Organisations such as Orange Sky Laundry and the Vinnies Soup Van play an important role in serving the most vulnerable through their provision of services and referral to agencies, but their model of operating at the personal level sets them apart. At the 2017 Marist Youth Festival, Orange Sky Laundry co-founder Nicholas Marchesi said, ‘the most valuable piece of equipment we have in the vans are not our washing or drying machines, but the four plastic chairs that we pull out at each stop’. The chairs create a space for conversation to take place while the washing is taken care of and a dialogue of love is established with the principles of spontaneity, freedom, equality, consistency, peace and the common good.

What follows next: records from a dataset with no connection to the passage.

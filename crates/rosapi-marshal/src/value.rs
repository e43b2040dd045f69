//! Wire value conversion.
//!
//! This module provides:
//! - [`WireValue`] - Trait for types a record field may have
//! - [`LenientIp`] - An IP address that decodes unparseable input as unset
//!
//! Every conversion goes through the raw wire string. Nothing is cached: a
//! value is parsed when decoded and formatted when encoded.

use std::net::IpAddr;
use std::time::Duration;

use crate::duration::{format_duration, parse_duration};
use crate::error::ValueError;
use crate::spec::FieldKind;

/// Separator between the elements of a [`FieldKind::TextList`] value.
pub const LIST_SEPARATOR: &str = ",";

// ============================================================================
// WireValue Trait
// ============================================================================

/// Trait for types that can be stored in a record field.
///
/// Implement this for application enumerations that travel as text.
pub trait WireValue: Sized {
    /// The semantic kind reported in the field's spec.
    const KIND: FieldKind;

    /// Parse a raw wire value.
    fn from_wire(raw: &str) -> Result<Self, ValueError>;

    /// Format the value the way [`WireValue::from_wire`] reads it back.
    fn to_wire(&self) -> String;

    /// Whether this is the kind's empty value, which the encoder omits.
    ///
    /// Kinds without a notion of emptiness are always encoded.
    fn is_empty_value(&self) -> bool {
        false
    }
}

// ============================================================================
// Text
// ============================================================================

impl WireValue for String {
    const KIND: FieldKind = FieldKind::Text;

    fn from_wire(raw: &str) -> Result<Self, ValueError> {
        Ok(raw.to_string())
    }

    fn to_wire(&self) -> String {
        self.clone()
    }

    fn is_empty_value(&self) -> bool {
        self.is_empty()
    }
}

// ============================================================================
// Boolean
// ============================================================================

/// Parse one of the canonical boolean tokens.
pub fn parse_bool(raw: &str) -> Result<bool, ValueError> {
    match raw {
        "1" | "t" | "T" | "TRUE" | "true" | "True" => Ok(true),
        "0" | "f" | "F" | "FALSE" | "false" | "False" => Ok(false),
        _ => Err(ValueError::InvalidBool(raw.to_string())),
    }
}

impl WireValue for bool {
    const KIND: FieldKind = FieldKind::Bool;

    fn from_wire(raw: &str) -> Result<Self, ValueError> {
        parse_bool(raw)
    }

    fn to_wire(&self) -> String {
        self.to_string()
    }

    fn is_empty_value(&self) -> bool {
        !*self
    }
}

// ============================================================================
// Integers
// ============================================================================

macro_rules! impl_integer_wire_value {
    ($($ty:ty),*) => {
        $(
            impl WireValue for $ty {
                const KIND: FieldKind = FieldKind::Integer;

                fn from_wire(raw: &str) -> Result<Self, ValueError> {
                    Ok(raw.parse::<$ty>()?)
                }

                fn to_wire(&self) -> String {
                    self.to_string()
                }

                fn is_empty_value(&self) -> bool {
                    *self == 0
                }
            }
        )*
    };
}

impl_integer_wire_value!(i64, i32, u64, u32, u16);

// ============================================================================
// IP Addresses
// ============================================================================

/// Strict IP address: an empty wire value is unset, anything unparseable is an error.
impl WireValue for Option<IpAddr> {
    const KIND: FieldKind = FieldKind::Ip;

    fn from_wire(raw: &str) -> Result<Self, ValueError> {
        if raw.is_empty() {
            return Ok(None);
        }
        Ok(Some(raw.parse::<IpAddr>()?))
    }

    fn to_wire(&self) -> String {
        self.map(|ip| ip.to_string()).unwrap_or_default()
    }

    fn is_empty_value(&self) -> bool {
        self.is_none()
    }
}

/// An IP address decoded on a best-effort basis.
///
/// Values that do not parse as an address (for example `10.0.0.0/24` or
/// `auto`) decode as unset instead of failing the whole record.
#[derive(Debug, Clone, Copy, Default, PartialEq, Eq, Hash)]
pub struct LenientIp(pub Option<IpAddr>);

impl LenientIp {
    /// The address, if one was parsed.
    pub fn get(&self) -> Option<IpAddr> {
        self.0
    }
}

impl From<IpAddr> for LenientIp {
    fn from(ip: IpAddr) -> Self {
        LenientIp(Some(ip))
    }
}

impl WireValue for LenientIp {
    const KIND: FieldKind = FieldKind::IpBestEffort;

    fn from_wire(raw: &str) -> Result<Self, ValueError> {
        match raw.parse::<IpAddr>() {
            Ok(ip) => Ok(LenientIp(Some(ip))),
            Err(_) => {
                if !raw.is_empty() {
                    log::trace!("treating unparseable address {:?} as unset", raw);
                }
                Ok(LenientIp(None))
            }
        }
    }

    fn to_wire(&self) -> String {
        self.0.to_wire()
    }

    fn is_empty_value(&self) -> bool {
        self.0.is_none()
    }
}

// ============================================================================
// Durations
// ============================================================================

impl WireValue for Duration {
    const KIND: FieldKind = FieldKind::Duration;

    fn from_wire(raw: &str) -> Result<Self, ValueError> {
        parse_duration(raw)
    }

    fn to_wire(&self) -> String {
        format_duration(*self)
    }
}

// ============================================================================
// Repeated Text
// ============================================================================

/// Comma-separated text.
///
/// A list whose joined form is empty (`[]` or `[""]`) is the empty value and
/// decodes back as `[]`. Elements must not contain [`LIST_SEPARATOR`].
impl WireValue for Vec<String> {
    const KIND: FieldKind = FieldKind::TextList;

    fn from_wire(raw: &str) -> Result<Self, ValueError> {
        if raw.is_empty() {
            return Ok(Vec::new());
        }
        Ok(raw.split(LIST_SEPARATOR).map(str::to_string).collect())
    }

    fn to_wire(&self) -> String {
        self.join(LIST_SEPARATOR)
    }

    fn is_empty_value(&self) -> bool {
        match self.as_slice() {
            [] => true,
            [only] => only.is_empty(),
            _ => false,
        }
    }
}

// ============================================================================
// Tests
// ============================================================================
//! Argument words that follow a command path.
//!
//! A command is sent as its path plus a list of words:
//! - Attribute words `=name=value` set a property
//! - Query words `?name=value` filter `print` output
//! - The `.id` pseudo-attribute addresses an existing item

use std::fmt;

/// Prefix of an attribute word.
pub const ATTRIBUTE_PREFIX: char = '=';

/// Prefix of a query word.
pub const QUERY_PREFIX: char = '?';

/// Pseudo-attribute naming an existing item.
pub const ID_ATTRIBUTE: &str = ".id";

/// Attribute of the `!done` sentence that carries a newly created item's id.
pub const RET_ATTRIBUTE: &str = "ret";

/// A single argument word.
#[derive(Debug, Clone, PartialEq, Eq)]
pub enum Token {
    /// `=name=value`
    Attribute {
        /// Wire name.
        name: String,
        /// Raw wire value.
        value: String,
    },

    /// `?name=value`
    Query {
        /// Wire name.
        name: String,
        /// Raw wire value.
        value: String,
    },

    /// `=.id=<id>`
    Id(String),

    /// A word passed through untouched.
    Raw(String),
}

impl Token {
    /// Create an attribute word.
    pub fn attribute(name: impl Into<String>, value: impl Into<String>) -> Self {
        Token::Attribute {
            name: name.into(),
            value: value.into(),
        }
    }

    /// Create a query word.
    pub fn query(name: impl Into<String>, value: impl Into<String>) -> Self {
        Token::Query {
            name: name.into(),
            value: value.into(),
        }
    }

    /// Create an identifier word.
    pub fn id(id: impl Into<String>) -> Self {
        Token::Id(id.into())
    }

    /// Create a word that is sent verbatim.
    pub fn raw(word: impl Into<String>) -> Self {
        Token::Raw(word.into())
    }

    /// Get the word as it is sent on the wire.
    pub fn to_word(&self) -> String {
        self.to_string()
    }
}

impl fmt::Display for Token {
    fn fmt(&self, f: &mut fmt::Formatter<'_>) -> fmt::Result {
        match self {
            Token::Attribute { name, value } => write!(f, "={}={}", name, value),
            Token::Query { name, value } => write!(f, "?{}={}", name, value),
            Token::Id(id) => write!(f, "={}={}", ID_ATTRIBUTE, id),
            Token::Raw(word) => write!(f, "{}", word),
        }
    }
}

impl From<Token> for String {
    fn from(token: Token) -> Self {
        token.to_string()
    }
}

/// Collect tokens into the word list a transport expects.
pub fn to_words<I>(tokens: I) -> Vec<String>
where
    I: IntoIterator<Item = Token>,
{
    tokens.into_iter().map(String::from).collect()
}
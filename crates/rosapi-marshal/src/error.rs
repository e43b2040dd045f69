//! Error types for marshaling.

use std::net::AddrParseError;
use std::num::ParseIntError;

use thiserror::Error;

/// A raw wire value that could not be converted to a field's kind.
#[derive(Debug, Error, Clone, PartialEq, Eq)]
pub enum ValueError {
    /// Not one of the canonical boolean tokens.
    #[error("invalid boolean {0:?}")]
    InvalidBool(String),

    /// Not a base-10 integer, or out of range for the field.
    #[error("invalid integer: {0}")]
    InvalidInteger(#[from] ParseIntError),

    /// Not a textual IPv4 or IPv6 address.
    #[error("invalid IP address: {0}")]
    InvalidIp(#[from] AddrParseError),

    /// Not a duration such as `3s` or `1h30m`.
    #[error("invalid duration {value:?}: {reason}")]
    InvalidDuration {
        /// The offending text.
        value: String,
        /// What was wrong with it.
        reason: &'static str,
    },
}

/// Errors raised while moving values between attribute sets and records.
#[derive(Debug, Error, Clone, PartialEq, Eq)]
pub enum MarshalError {
    /// A wire value could not be coerced into the field's kind.
    #[error("cannot decode `{field}` from {value:?}: {source}")]
    Coercion {
        /// Wire name of the field.
        field: String,
        /// The raw value after trimming.
        value: String,
        /// Why the conversion failed.
        source: ValueError,
    },
}

impl MarshalError {
    /// Wire name of the field that failed.
    pub fn field(&self) -> &str {
        match self {
            MarshalError::Coercion { field, .. } => field,
        }
    }
}

/// Result type alias for marshaling operations.
pub type MarshalResult<T> = Result<T, MarshalError>;
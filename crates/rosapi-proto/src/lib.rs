//! RouterOS API sentence vocabulary
//!
//! This crate provides the types that travel over a RouterOS API connection
//! once the transport has framed them into sentences. It deliberately knows
//! nothing about sockets, login or the command-path tree; those live in
//! whatever implements [`Transport`].
//!
//! # Protocol Overview
//!
//! Every exchange is a command sentence followed by zero or more reply
//! sentences and a terminal `!done`:
//!
//! - **Command** (host → device): a command path such as `/ip/address/add`
//!   followed by argument words
//! - **Attribute word**: `=<name>=<value>`, e.g. `=interface=ether1`
//! - **Query word**: `?<name>=<value>`, used by `print` to filter
//! - **Identifier**: the pseudo-attribute `.id` addresses an existing item
//! - **Reply** (device → host): each `!re` sentence is a flat [`AttributeSet`];
//!   the `!done` sentence may carry `ret` holding a newly created item's id
//!
//! # Example
//!
//! ```rust,ignore
//! use rosapi_proto::{AttributeSet, Token};
//!
//! let words = vec![Token::id("*1").to_string(), Token::attribute("comment", "uplink").to_string()];
//! let attrs = AttributeSet::from_words(&words);
//! assert_eq!(attrs.get("comment"), "uplink");
//! ```

mod codec;
mod error;
mod reply;
mod tokens;
mod transport;

pub use codec::*;
pub use error::*;
pub use reply::*;
pub use tokens::*;
pub use transport::*;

The same can be said of the soup vans and kitchens that operate all over the country, meeting the physical needs of hunger and also quenching the thirst for connection. In a simple but profound way, the volunteers answer the cries of the heart, ‘do you love me’ and ‘do you want to know my story’ (Jean Varnier). ‘Vinnies volunteers help break through the barriers of loneliness and isolation that many living on the fringe of society suffer. Through companionship, volunteers help foster genuine communities of friends’. Indeed, charity without the warmth of love just becomes a cold exchange of goods and services.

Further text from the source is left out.